At one point in the debate, Romney in an attempt to exhibit specific areas where he would save on government costs, told the moderator of his intentions to cut subsidies to public television and its programs, including the beloved Sesame Street.
By the next morning, a liberal cable news program gave just as much time to bashing Mitt Romney’s mention of the Big Bird cut, as it did to the fact that his success in the debate was the biggest game-changer to date in this long Presidential race. There was very little for the left to crow about from the aftermath of the debate and so, an entire 10-minute segment was dedicated to how Mitt Romney was the mean, insensitive Republican benefactor of the rich who would dash the hopes and dreams of America’s youth by cooking Big Bird.
How did we know such a cut would be so devastating? Well, the moderator simply asked the spokesperson for what else, but National Public Radio. Now there is objective analysis if I ever saw it. What does anyone expect a representative for NPR to say other than the cut of even a dime to their corporation would lead to disarray and a major national catastrophe?
This type of segment not only underscores the deep liberal bias in the media in its attempts to paint Republican initiatives as being insensitive and bad for the country, but just as importantly underscores how America’s finances got into this horrible predicament in the first place.

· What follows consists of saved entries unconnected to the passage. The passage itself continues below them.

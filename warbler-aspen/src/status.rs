use colored::*;

/// Width of the right-aligned tag column.
const GUTTER: usize = 12;

pub enum Kind {
    Info,
    Success,
    Note,
    Warn,
    Fatal,
}

/// A coloured, right-aligned tag in front of a message on stderr.
pub struct Status(pub Kind, pub &'static str);

impl Status {
    pub fn info() -> Status {
        Status(Kind::Info, "Info")
    }
    pub fn success() -> Status {
        Status(Kind::Success, "Success")
    }
    pub fn note() -> Status {
        Status(Kind::Note, "Note")
    }
    pub fn warn() -> Status {
        Status(Kind::Warn, "Warning")
    }
    pub fn fatal() -> Status {
        Status(Kind::Fatal, "Fatal")
    }

    fn tag(&self) -> ColoredString {
        match self.0 {
            Kind::Info => self.1.blue(),
            Kind::Success => self.1.green(),
            Kind::Note => self.1.cyan(),
            Kind::Warn => self.1.yellow(),
            Kind::Fatal => self.1.red(),
        }
        .bold()
    }

    /// Compiler errors carry source excerpts,
    /// so they're printed below the tag as they are.
    fn multiline(&self, lines: Vec<&str>) {
        eprintln!("\n{:>width$}", self.tag(), width = GUTTER);
        for line in lines {
            eprintln!("{}", line);
        }
        eprintln!()
    }

    pub fn log(&self, message: &str) {
        let lines = message.lines().collect::<Vec<&str>>();

        if lines.len() > 1 {
            self.multiline(lines);
        } else {
            eprintln!("{:>width$} {}", self.tag(), message, width = GUTTER);
        }
    }

    /// Logs a message followed by one indented line per item.
    pub fn list<T: std::fmt::Display>(&self, message: &str, items: impl IntoIterator<Item = T>) {
        self.log(message);
        for item in items {
            eprintln!("{:>width$} {}", "-", item, width = GUTTER + 2);
        }
    }
}
//! # Warbler
//! This repository contains the compiler for Warbler templates,
//! a small macro language for text that is assembled at runtime,
//! such as dialogue lines that depend on the state of a game.
//! If you're looking for the documentation for Warbler's CLI, Aspen,
//! you're not in the right place.
//!
//! ## Compiling templates
//! Add warbler to your `Cargo.toml`:
//! ```toml
//! # make sure it's the latest version
//! warbler = "0.3"
//! ```
//! Then compile some entries into a bank:
//! ```
//! use warbler::{
//!     compiler::rule::{toggle_rule, Delimiters},
//!     Compiler, Config,
//! };
//!
//! let rule = toggle_rule(&Delimiters::new('[', ']'), "friend").unwrap();
//! let mut compiler = Compiler::new(Config::new().recognize("friend").regex(rule));
//!
//! let compilation = compiler
//!     .compile([("greet", "Hello [friend|stranger]")], &[])
//!     .unwrap();
//!
//! assert!(compilation.is_resolved());
//! assert_eq!(compilation.stats.macros, 1);
//! ```
//!
//! ## Overview of the compilation process
//! Templates use three kinds of directives:
//! `$(name)` expands another macro, `#(id)` expands a macro by its hash,
//! and `?(if name)`, `?(elif not name)`, `?(else)`, `?(endif)` build
//! conditional chains. Everything else is literal text.
//!
//! Each entry is first rewritten by the rules of the `Config`,
//! so authors can use shorthand like `[a|b]`.
//! It's then lexed, and compiled in a single pass to a list of
//! `Instruction`s. Macros are referred to by the hash of their name,
//! which allows banks compiled separately to be linked at runtime.

pub mod common;
pub mod compiler;
pub mod construct;

pub use common::{Bank, Instruction, Macro, MacroHash, MacroHasher, Source};
pub use compiler::{Compilation, CompileError, Compiler, Config, Entry, Syntax};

You see, every special interest thinks that theirs is indeed special and should be immune to any type of belt-tightening. “Oh, just a little bit more for us please; it is such a small amount that will hardly be felt.” Well, when multiplied by hundreds of thousands of agencies throughout the land, pretty soon this stuff starts adding up into big money. It is the same concept whether it is the Federal government, the state, the county or your local school board; “just a little bit more won’t hurt.” That may be so if looked at in a vacuum, but cumulatively it could lead to a budget implosion.

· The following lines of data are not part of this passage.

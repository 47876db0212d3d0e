use regex::Regex;
use tracing::trace;

use crate::compiler::config::Config;

/// An exact substring replacement, applied to every occurrence.
#[derive(Debug, Clone, PartialEq, Eq)]
pub struct Replacement {
    pub from: String,
    pub to: String,
}

impl Replacement {
    pub fn new(from: &str, to: &str) -> Replacement {
        Replacement {
            from: from.to_string(),
            to: to.to_string(),
        }
    }

    pub fn apply(&self, text: &str) -> String {
        // an empty pattern would match between every character
        if self.from.is_empty() {
            return text.to_string();
        }
        text.replace(&self.from, &self.to)
    }
}

/// A regex find and replacement template pass.
/// The template may refer to capture groups as `$1` or `${1}`,
/// and writes a literal `$` as `$$`.
#[derive(Debug, Clone)]
pub struct RegexRule {
    pub find: Regex,
    pub replace: String,
}

impl RegexRule {
    /// Builds a rule, failing if the pattern is not a valid regex.
    pub fn new(find: &str, replace: &str) -> Result<RegexRule, regex::Error> {
        Ok(RegexRule {
            find: Regex::new(find)?,
            replace: replace.to_string(),
        })
    }

    pub fn apply(&self, text: &str) -> String {
        self.find
            .replace_all(text, self.replace.as_str())
            .into_owned()
    }
}

/// The characters that surround a shorthand group,
/// and an optional literal that must come right before the opening one.
#[derive(Debug, Clone, PartialEq, Eq)]
pub struct Delimiters {
    pub open: char,
    pub close: char,
    pub prefix: Option<String>,
}

impl Delimiters {
    pub fn new(open: char, close: char) -> Delimiters {
        Delimiters {
            open,
            close,
            prefix: None,
        }
    }

    /// Delimiters that only match after `prefix`,
    /// so that several shorthand families can share the same brackets.
    pub fn prefixed(prefix: &str, open: char, close: char) -> Delimiters {
        Delimiters {
            open,
            close,
            prefix: Some(prefix.to_string()),
        }
    }

    /// The escaped prefix and opening delimiter.
    fn opening(&self) -> String {
        let prefix = self.prefix.as_deref().map(regex::escape).unwrap_or_default();
        format!("{}{}", prefix, regex::escape(&self.open.to_string()))
    }

    fn closing(&self) -> String {
        regex::escape(&self.close.to_string())
    }

    /// A lazy capture group of anything but the delimiters and `|`.
    /// With `name` set, whitespace is excluded too and the group can't be empty.
    fn group(&self, name: bool) -> String {
        let excluded = format!(
            "{}{}\\|",
            regex::escape(&self.open.to_string()),
            regex::escape(&self.close.to_string()),
        );
        match name {
            true => format!("([^\\s{}]+?)", excluded),
            false => format!("([^{}]*?)", excluded),
        }
    }

    /// Builds a pattern of `groups` groups separated by `|`.
    fn pattern(&self, groups: usize, name: bool) -> String {
        let inner = vec![self.group(name); groups].join("\\|");
        format!("{}{}{}", self.opening(), inner, self.closing())
    }
}

/// Variable names are pasted into a replacement template.
fn template_escape(variable: &str) -> String {
    variable.replace('$', "$$")
}

fn build(pattern: String, replace: String) -> Result<RegexRule, regex::Error> {
    RegexRule::new(&pattern, &replace)
}

/// `{NAME}` becomes `$(NAME)`.
pub fn macro_rule(delimiters: &Delimiters) -> Result<RegexRule, regex::Error> {
    build(delimiters.pattern(1, true), "$$(${1})".to_string())
}

/// `[A]` includes `A` only when `variable` is true.
pub fn conditional_rule(delimiters: &Delimiters, variable: &str) -> Result<RegexRule, regex::Error> {
    build(
        delimiters.pattern(1, false),
        format!("?(if {})${{1}}?(endif)", template_escape(variable)),
    )
}

/// `[A|B]` picks `A` when `variable` is true, `B` otherwise.
pub fn toggle_rule(delimiters: &Delimiters, variable: &str) -> Result<RegexRule, regex::Error> {
    build(
        delimiters.pattern(2, false),
        format!(
            "?(if {})${{1}}?(else)${{2}}?(endif)",
            template_escape(variable),
        ),
    )
}

/// `[A|B|C]` picks `A` when `first` is true, then `B` when `second` is,
/// and `C` otherwise.
pub fn branch_rule(
    delimiters: &Delimiters,
    first: &str,
    second: &str,
) -> Result<RegexRule, regex::Error> {
    build(
        delimiters.pattern(3, false),
        format!(
            "?(if {})${{1}}?(elif {})${{2}}?(else)${{3}}?(endif)",
            template_escape(first),
            template_escape(second),
        ),
    )
}

/// Rewrites raw template text into canonical directive syntax:
/// the pre hook, then every replacement, then every regex rule,
/// then the post hook, each pass over the whole text.
pub fn expand(config: &Config, text: &str) -> String {
    let mut text = text.to_string();

    if let Some(hook) = &config.pre_hook {
        hook(&mut text);
    }

    for replacement in config.replacements.iter() {
        text = replacement.apply(&text);
    }

    for rule in config.rules.iter() {
        text = rule.apply(&text);
    }

    if let Some(hook) = &config.post_hook {
        hook(&mut text);
    }

    trace!(expanded = %text, "expanded template");
    text
}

The overriding question is this: why in the world is taxpayer money going toward funding a television or radio program in the first instance? One could try to have made this case decades ago when there were a total of seven channels, but today there are hundreds of channels available to the viewing public.
It is both ridiculous and just plain wrong for the NPR spokesperson or the moderator and her media colleagues to suggest that the de-funding of public television would lead to the end of Big Bird or Sesame Street. Sesame Street is a huge conglomerate. If it is not aired on PBS, it will find a home at any number of other channels that would welcome its ratings potential. The market can’t be ignored.

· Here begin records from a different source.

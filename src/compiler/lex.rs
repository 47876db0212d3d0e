use std::{mem, rc::Rc};

use crate::{
    common::{
        source::Source,
        span::{Span, Spanned},
    },
    compiler::syntax::{Note, Syntax},
    construct::token::{Token, Tokens},
};

/// Openers are only recognized outside of a directive.
const OPENERS: [(&str, Directive); 3] = [
    ("$(", Directive::Macro),
    ("#(", Directive::MacroById),
    ("?(", Directive::Tag),
];

const CLOSER: char = ')';

#[derive(Debug, Clone, Copy, PartialEq, Eq)]
enum Directive {
    Macro,
    MacroById,
    Tag,
}

/// Which keywords may appear next inside a tag.
#[derive(Debug, Clone, Copy, PartialEq, Eq)]
enum Slot {
    /// Only names from here on.
    Closed,
    /// Right after `?(`: `if`, `elif`, `else` or `endif`.
    Keyword,
    /// Right after `if` or `elif`: `not`.
    Negation,
}

#[derive(Debug)]
pub struct Lexer {
    source: Rc<Source>,
    index: usize,
    tokens: Tokens,
    /// The open directive, and the offset of its opener.
    directive: Option<(Directive, usize)>,
    slot: Slot,
    /// Literal text or name collected since the last token.
    pending: String,
    pending_start: usize,
}

impl Lexer {
    /// Lexes an expanded template into a flat stream of tokens,
    /// in a single pass.
    pub fn lex(source: Rc<Source>) -> Result<Tokens, Syntax> {
        // carriage returns never make it into a token,
        // nor split an opener in two
        let source = match source.contents.contains('\r') {
            true => Source::new(&source.contents.replace('\r', ""), &source.name),
            false => source,
        };

        let mut lexer = Lexer {
            source,
            index: 0,
            tokens: vec![],
            directive: None,
            slot: Slot::Closed,
            pending: String::new(),
            pending_start: 0,
        };

        while let Some(c) = lexer.peek() {
            match lexer.directive {
                None => lexer.outside(c),
                Some(_) => lexer.inside(c),
            }
        }

        if let Some((_, opener)) = lexer.directive {
            return Err(Syntax::error_with_note(
                "Unclosed tag or macro",
                Note::new_with_hint(
                    "this directive is never closed with `)`",
                    &Span::new(&lexer.source, opener, 2),
                ),
            ));
        }

        lexer.flush_literal();
        Ok(lexer.tokens)
    }

    /// Returns all text after the current index position.
    fn remaining(&self) -> &str {
        &self.source.contents[self.index..]
    }

    fn peek(&self) -> Option<char> {
        self.remaining().chars().next()
    }

    fn push(&mut self, token: Token, offset: usize, len: usize) {
        let span = Span::new(&self.source, offset, len);
        self.tokens.push(Spanned::new(token, span));
    }

    /// Consumes a character into the pending text.
    fn accumulate(&mut self, c: char) {
        if self.pending.is_empty() {
            self.pending_start = self.index;
        }
        self.pending.push(c);
        self.index += c.len_utf8();
    }

    /// The span from the first pending character up to the current index.
    fn pending_len(&self) -> usize {
        self.index - self.pending_start
    }

    fn flush_literal(&mut self) {
        if self.pending.is_empty() {
            return;
        }
        let literal = mem::take(&mut self.pending);
        self.push(Token::Literal(literal), self.pending_start, self.pending_len());
    }

    fn outside(&mut self, c: char) {
        let opened = OPENERS
            .iter()
            .copied()
            .find(|(opener, _)| self.remaining().starts_with(opener));

        let Some((opener, directive)) = opened else {
            self.accumulate(c);
            return;
        };

        self.flush_literal();
        let token = match directive {
            Directive::Macro => Token::BeginMacro,
            Directive::MacroById => Token::BeginMacroById,
            Directive::Tag => Token::BeginTag,
        };

        let offset = self.index;
        self.push(token, offset, opener.len());
        self.directive = Some((directive, offset));
        self.slot = match directive {
            Directive::Tag => Slot::Keyword,
            _ => Slot::Closed,
        };
        self.index += opener.len();
    }

    fn inside(&mut self, c: char) {
        if c == CLOSER {
            self.close();
            return;
        }

        if self.slot != Slot::Closed && c.is_whitespace() {
            self.index += c.len_utf8();
            return;
        }

        let keyword = match self.slot {
            Slot::Closed => None,
            _ => self.keyword(),
        };

        match (self.slot, keyword) {
            (Slot::Keyword, Some((keyword, len))) if keyword != Token::Not => {
                self.slot = match keyword {
                    Token::If | Token::Elif => Slot::Negation,
                    _ => Slot::Closed,
                };
                let offset = self.index;
                self.push(keyword, offset, len);
                self.index += len;
            },
            (Slot::Negation, Some((Token::Not, len))) => {
                // stays in the negation slot, `not not` toggles back
                let offset = self.index;
                self.push(Token::Not, offset, len);
                self.index += len;
            },
            _ => {
                self.slot = Slot::Closed;
                self.accumulate(c);
            },
        }
    }

    /// Matches a whole keyword at the current index.
    /// A keyword must be followed by whitespace, the closer,
    /// or the end of the template.
    fn keyword(&self) -> Option<(Token, usize)> {
        let remaining = self.remaining();
        let len = remaining
            .find(|c: char| !(c.is_alphanumeric() || c == '_'))
            .unwrap_or(remaining.len());

        let keyword = match &remaining[..len] {
            "if" => Token::If,
            "not" => Token::Not,
            "elif" => Token::Elif,
            "else" => Token::Else,
            "endif" => Token::EndIf,
            _ => return None,
        };

        match remaining[len..].chars().next() {
            None | Some(CLOSER) => Some((keyword, len)),
            Some(c) if c.is_whitespace() => Some((keyword, len)),
            Some(_) => None,
        }
    }

    fn close(&mut self) {
        let Some((directive, _)) = self.directive.take() else {
            return;
        };

        let name = self.pending.trim();
        if !name.is_empty() {
            let token = match directive {
                Directive::MacroById => Token::MacroId(name.to_string()),
                Directive::Macro | Directive::Tag => Token::MacroName(name.to_string()),
            };
            self.push(token, self.pending_start, self.pending_len());
        }
        self.pending.clear();

        let offset = self.index;
        self.push(Token::EndMacroOrTag, offset, 1);
        self.index += 1;
        self.slot = Slot::Closed;
    }
}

One way or another Sesame Street and Big Bird will be around for another generation. The only questions is whether over 400 million in taxpayer dollars will continue to subsidize such programming when there is no need to do so. The free spending crowd will say: “don’t cut me, cut the program behind the tree.” The more fiscally responsible crowd will say that that $400 million could go to people’s basic needs that would otherwise not be met.
STEVE LEVY is President of Common Sense Strategies, a political, governmental and business consulting firm. He served as Suffolk County Executive from 2004-2011.